→ **WORK INSTRUCTIONS**
Your answer should be the exact lines of the data below from the one containing "filename crates/cosmo-core/src/lib.rs" through the one containing "agent capability trait"; please include nothing else.

───── DATA SUPPLIED

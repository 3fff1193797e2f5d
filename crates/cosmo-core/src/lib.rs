//! Cosmo Core - Domain models, traits, and shared types
//!
//! This crate defines the core abstractions used throughout Cosmo:
//! - Knowledge models (entity pairs, relation triples)
//! - Conversation records for the chat assistant
//! - Common error types
//! - The search agent capability trait
//! - Configuration management

pub mod config;

pub use config::{
    AgentConfig, AppConfig, ConfigError, FetchConfig, LoggingConfig, RenderConfig, ServerConfig,
};

use chrono::{DateTime, Utc};
use serde::{Deserialize, Serialize};
use thiserror::Error;

// ============================================================================
// Error Types
// ============================================================================

/// Core error types for Cosmo operations
#[derive(Error, Debug)]
pub enum CosmoError {
    #[error("Not found: {0}")]
    NotFound(String),

    #[error("Validation error: {0}")]
    ValidationError(String),

    #[error("Input error: {0}")]
    InputError(String),

    #[error("Fetch error: {0}")]
    FetchError(String),

    #[error("Extraction error: {0}")]
    ExtractionError(String),

    #[error("Render error: {0}")]
    RenderError(String),

    #[error("Agent error: {0}")]
    AgentError(String),

    #[error("Configuration error: {0}")]
    ConfigError(String),

    #[error(transparent)]
    Other(#[from] anyhow::Error),
}

pub type Result<T> = std::result::Result<T, CosmoError>;

// ============================================================================
// Knowledge Models
// ============================================================================

/// Label carried by every co-occurrence edge
pub const RELATED_LABEL: &str = "related";

/// Two entities mentioned in the same sentence.
///
/// Stored ordered: `(A, B)` and `(B, A)` are distinct values.
#[derive(Debug, Clone, PartialEq, Eq, Hash, Serialize, Deserialize)]
pub struct EntityPair {
    pub source: String,
    pub target: String,
}

impl EntityPair {
    pub fn new(source: impl Into<String>, target: impl Into<String>) -> Self {
        Self {
            source: source.into(),
            target: target.into(),
        }
    }

    /// Relation label of a co-occurrence pair
    pub fn label(&self) -> &'static str {
        RELATED_LABEL
    }
}

/// A relationship triple (Subject, Predicate, Object)
///
/// The predicate is the base form of the sentence's root verb.
#[derive(Debug, Clone, PartialEq, Eq, Hash, Serialize, Deserialize)]
pub struct Triple {
    pub subject: String,
    pub predicate: String,
    pub object: String,
}

impl Triple {
    pub fn new(
        subject: impl Into<String>,
        predicate: impl Into<String>,
        object: impl Into<String>,
    ) -> Self {
        Self {
            subject: subject.into(),
            predicate: predicate.into(),
            object: object.into(),
        }
    }

    /// Case-insensitive check whether any field occurs inside `text`
    pub fn mentioned_in(&self, text: &str) -> bool {
        let haystack = text.to_lowercase();
        [&self.subject, &self.object, &self.predicate]
            .iter()
            .any(|field| haystack.contains(&field.to_lowercase()))
    }
}

impl std::fmt::Display for Triple {
    fn fmt(&self, f: &mut std::fmt::Formatter<'_>) -> std::fmt::Result {
        write!(f, "{} — {} → {}", self.subject, self.predicate, self.object)
    }
}

// ============================================================================
// Conversation Models
// ============================================================================

/// Author of a chat message
#[derive(Debug, Clone, Copy, PartialEq, Eq, Serialize, Deserialize)]
#[serde(rename_all = "lowercase")]
pub enum ChatRole {
    User,
    Assistant,
}

/// Origin of a chat message's content
#[derive(Debug, Clone, Copy, Default, PartialEq, Eq, Serialize, Deserialize)]
#[serde(rename_all = "snake_case")]
pub enum MessageKind {
    #[default]
    Plain,
    /// Produced by the web search agent
    UrlDerived,
}

impl std::fmt::Display for MessageKind {
    fn fmt(&self, f: &mut std::fmt::Formatter<'_>) -> std::fmt::Result {
        match self {
            Self::Plain => write!(f, "plain"),
            Self::UrlDerived => write!(f, "url_derived"),
        }
    }
}

/// One entry of a conversation log
#[derive(Debug, Clone, Serialize, Deserialize)]
pub struct ChatMessage {
    pub role: ChatRole,
    pub content: String,
    pub kind: MessageKind,
    pub created_at: DateTime<Utc>,
}

impl ChatMessage {
    /// Create a message typed by the user
    pub fn user(content: impl Into<String>) -> Self {
        Self {
            role: ChatRole::User,
            content: content.into(),
            kind: MessageKind::Plain,
            created_at: Utc::now(),
        }
    }

    /// Create an assistant reply
    pub fn assistant(content: impl Into<String>, kind: MessageKind) -> Self {
        Self {
            role: ChatRole::Assistant,
            content: content.into(),
            kind,
            created_at: Utc::now(),
        }
    }
}

// ============================================================================
// Traits
// ============================================================================

/// Failure of the external search agent
#[derive(Error, Debug, Clone, PartialEq, Eq)]
#[error("{message}")]
pub struct AgentError {
    pub message: String,
}

impl AgentError {
    pub fn new(message: impl Into<String>) -> Self {
        Self {
            message: message.into(),
        }
    }
}

impl From<AgentError> for CosmoError {
    fn from(err: AgentError) -> Self {
        CosmoError::AgentError(err.message)
    }
}

/// One question handed to a search agent
#[derive(Debug, Clone, PartialEq, Eq)]
pub struct AgentRequest {
    /// The user's own words; this is what a web search looks up
    pub query: String,
    /// Full task description for the analysis model
    pub instruction: String,
    /// Page to analyse instead of searching the web
    pub url: Option<String>,
}

impl AgentRequest {
    pub fn new(query: impl Into<String>, instruction: impl Into<String>) -> Self {
        Self {
            query: query.into(),
            instruction: instruction.into(),
            url: None,
        }
    }

    pub fn with_url(mut self, url: impl Into<String>) -> Self {
        self.url = Some(url.into());
        self
    }
}

/// External web search / analysis capability
#[async_trait::async_trait]
pub trait SearchAgent: Send + Sync {
    /// Answer a request, searching the web or focusing on its URL
    async fn search(&self, request: &AgentRequest) -> std::result::Result<String, AgentError>;

    /// Agent name for logging
    fn name(&self) -> &str;
}

// ============================================================================
// Tests
// ============================================================================
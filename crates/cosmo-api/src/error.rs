//! API error handling
//!
//! Author: hephaex@gmail.com

use axum::{
    http::StatusCode,
    response::{IntoResponse, Response},
    Json,
};
use cosmo_core::CosmoError;
use serde::{Deserialize, Serialize};
use utoipa::ToSchema;

/// Message shown when a page cannot be fetched
pub const FETCH_FAILED_MESSAGE: &str = "Probe failed to establish connection with target coordinates";

/// API error response
#[derive(Debug, Serialize, Deserialize, ToSchema)]
pub struct ApiError {
    /// Error code
    pub code: String,
    /// Human-readable message
    pub message: String,
    /// Additional details
    #[serde(skip_serializing_if = "Option::is_none")]
    pub details: Option<String>,
}

impl ApiError {
    pub fn new(code: impl Into<String>, message: impl Into<String>) -> Self {
        Self {
            code: code.into(),
            message: message.into(),
            details: None,
        }
    }

    pub fn with_details(mut self, details: impl Into<String>) -> Self {
        self.details = Some(details.into());
        self
    }

    pub fn not_found(resource: &str) -> Self {
        Self::new("NOT_FOUND", format!("{resource} not found"))
    }

    pub fn bad_request(message: impl Into<String>) -> Self {
        Self::new("BAD_REQUEST", message)
    }

    pub fn internal_error() -> Self {
        Self::new("INTERNAL_ERROR", "Internal server error")
    }
}

/// Application error type
#[derive(Debug)]
pub enum AppError {
    NotFound(String),
    BadRequest(String),
    /// Well-formed request that cannot be processed (empty graph)
    Unprocessable(String),
    /// Target page could not be fetched
    FetchFailed(String),
    /// Search agent failure
    Upstream(String),
    Internal(String),
}

impl IntoResponse for AppError {
    fn into_response(self) -> Response {
        let (status, error) = match self {
            AppError::NotFound(msg) => (StatusCode::NOT_FOUND, ApiError::not_found(&msg)),
            AppError::BadRequest(msg) => (StatusCode::BAD_REQUEST, ApiError::bad_request(msg)),
            AppError::Unprocessable(msg) => (
                StatusCode::UNPROCESSABLE_ENTITY,
                ApiError::new("UNPROCESSABLE", msg),
            ),
            AppError::FetchFailed(msg) => (
                StatusCode::BAD_GATEWAY,
                ApiError::new("FETCH_FAILED", FETCH_FAILED_MESSAGE).with_details(msg),
            ),
            AppError::Upstream(msg) => (
                StatusCode::BAD_GATEWAY,
                ApiError::new("AGENT_FAILED", "Search agent failed").with_details(msg),
            ),
            AppError::Internal(msg) => (
                StatusCode::INTERNAL_SERVER_ERROR,
                ApiError::internal_error().with_details(msg),
            ),
        };

        (status, Json(error)).into_response()
    }
}

impl From<anyhow::Error> for AppError {
    fn from(err: anyhow::Error) -> Self {
        AppError::Internal(err.to_string())
    }
}

impl From<CosmoError> for AppError {
    fn from(err: CosmoError) -> Self {
        match err {
            CosmoError::NotFound(msg) => AppError::NotFound(msg),
            CosmoError::ValidationError(msg) => AppError::BadRequest(msg),
            CosmoError::InputError(msg) => AppError::BadRequest(msg),
            CosmoError::FetchError(msg) => AppError::FetchFailed(msg),
            CosmoError::ExtractionError(msg) => {
                AppError::Internal(format!("Extraction error: {msg}"))
            }
            CosmoError::RenderError(msg) => AppError::Unprocessable(msg),
            CosmoError::AgentError(msg) => AppError::Upstream(msg),
            CosmoError::ConfigError(msg) => {
                AppError::Internal(format!("Configuration error: {msg}"))
            }
            CosmoError::Other(err) => AppError::Internal(err.to_string()),
        }
    }
}
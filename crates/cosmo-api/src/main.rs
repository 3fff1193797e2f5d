//! Cosmo API Server
//!
//! REST API server for the knowledge explorer.
//!
//! Author: hephaex@gmail.com

use cosmo_api::{create_router, state::AppState};
use cosmo_core::config::AppConfig;
use std::sync::Arc;
use std::time::{Duration, Instant};
use tracing_subscriber::EnvFilter;

#[tokio::main]
async fn main() -> anyhow::Result<()> {
    dotenvy::dotenv().ok();

    // Load configuration
    let config = AppConfig::from_env()?;

    // Initialize tracing
    let filter = EnvFilter::try_from_default_env()
        .unwrap_or_else(|_| {
            let level = &config.logging.level;
            format!("cosmo_api={level},tower_http={level}").into()
        });
    if config.logging.json_format {
        tracing_subscriber::fmt()
            .json()
            .with_env_filter(filter)
            .init();
    } else {
        tracing_subscriber::fmt().with_env_filter(filter).init();
    }

    let addr = format!("{}:{}", config.server.host, config.server.port);

    // Create application state
    let state = Arc::new(AppState::new(config)?);

    // Sweep idle sessions even when no request touches the session map
    let sweeper = state.clone();
    tokio::spawn(async move {
        let mut interval = tokio::time::interval(Duration::from_secs(60));
        loop {
            interval.tick().await;
            sweeper.evict_idle_sessions(Instant::now()).await;
        }
    });

    // Create router
    let app = create_router(state);

    // Start server
    let listener = tokio::net::TcpListener::bind(&addr).await?;
    tracing::info!("Cosmo API Server starting on http://{}", addr);
    tracing::info!("OpenAPI document at http://{}/api-docs/openapi.json", addr);

    axum::serve(listener, app).await?;

    Ok(())
}
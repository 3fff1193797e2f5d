//! Health check handlers
//!
//! Author: hephaex@gmail.com

use crate::state::AppState;
use axum::{extract::State, http::StatusCode, response::IntoResponse, Json};
use serde::Serialize;
use std::sync::Arc;
use utoipa::ToSchema;

/// Liveness response
#[derive(Serialize, ToSchema)]
pub struct HealthResponse {
    pub status: String,
    pub service: String,
    pub version: String,
}

/// Liveness probe
#[utoipa::path(
    get,
    path = "/health",
    tag = "health",
    responses(
        (status = 200, description = "Service is alive", body = HealthResponse)
    )
)]
pub async fn health_check() -> Json<HealthResponse> {
    Json(HealthResponse {
        status: "ok".to_string(),
        service: env!("CARGO_PKG_NAME").to_string(),
        version: env!("CARGO_PKG_VERSION").to_string(),
    })
}

/// Readiness response
#[derive(Serialize, ToSchema)]
pub struct ReadinessResponse {
    pub ready: bool,
    pub checks: ReadinessChecks,
}

#[derive(Serialize, ToSchema)]
pub struct ReadinessChecks {
    /// Search agent has a Firecrawl key
    pub agent_configured: bool,
    /// Agent answers are summarized by an LLM
    pub llm_configured: bool,
}

/// Readiness probe
#[utoipa::path(
    get,
    path = "/ready",
    tag = "health",
    responses(
        (status = 200, description = "Service is ready", body = ReadinessResponse),
        (status = 503, description = "Service not ready")
    )
)]
pub async fn readiness_check(State(state): State<Arc<AppState>>) -> impl IntoResponse {
    let is_ready = state.is_ready();

    let response = ReadinessResponse {
        ready: is_ready,
        checks: ReadinessChecks {
            agent_configured: state.config.agent.is_configured(),
            llm_configured: state.config.agent.llm_api_key.is_some(),
        },
    };

    if is_ready {
        (StatusCode::OK, Json(response))
    } else {
        (StatusCode::SERVICE_UNAVAILABLE, Json(response))
    }
}

/// JSON metrics response
#[derive(Serialize, ToSchema)]
pub struct MetricsResponse {
    pub uptime_seconds: u64,
    pub total_requests: u64,
    pub requests_per_second: f64,
    pub active_sessions: usize,
}

#[utoipa::path(
    get,
    path = "/metrics",
    tag = "health",
    responses(
        (status = 200, description = "Server metrics", body = MetricsResponse)
    )
)]
pub async fn metrics(State(state): State<Arc<AppState>>) -> impl IntoResponse {
    let uptime = state.uptime_secs();
    let total_requests = state.get_request_count();
    let rps = if uptime > 0 {
        total_requests as f64 / uptime as f64
    } else {
        0.0
    };

    Json(MetricsResponse {
        uptime_seconds: uptime,
        total_requests,
        requests_per_second: rps,
        active_sessions: state.session_count().await,
    })
}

──────────

→ **ANSWER TO THE PROBLEM**
filename crates/cosmo-core/src/lib.rs
//! Cosmo Core - Domain models, traits, and shared types
//!
//! This crate defines the core abstractions used throughout Cosmo:
//! - Knowledge models (entity pairs, relation triples)
//! - Conversation records for the chat assistant
//! - Common error types
//! - The search agent capability trait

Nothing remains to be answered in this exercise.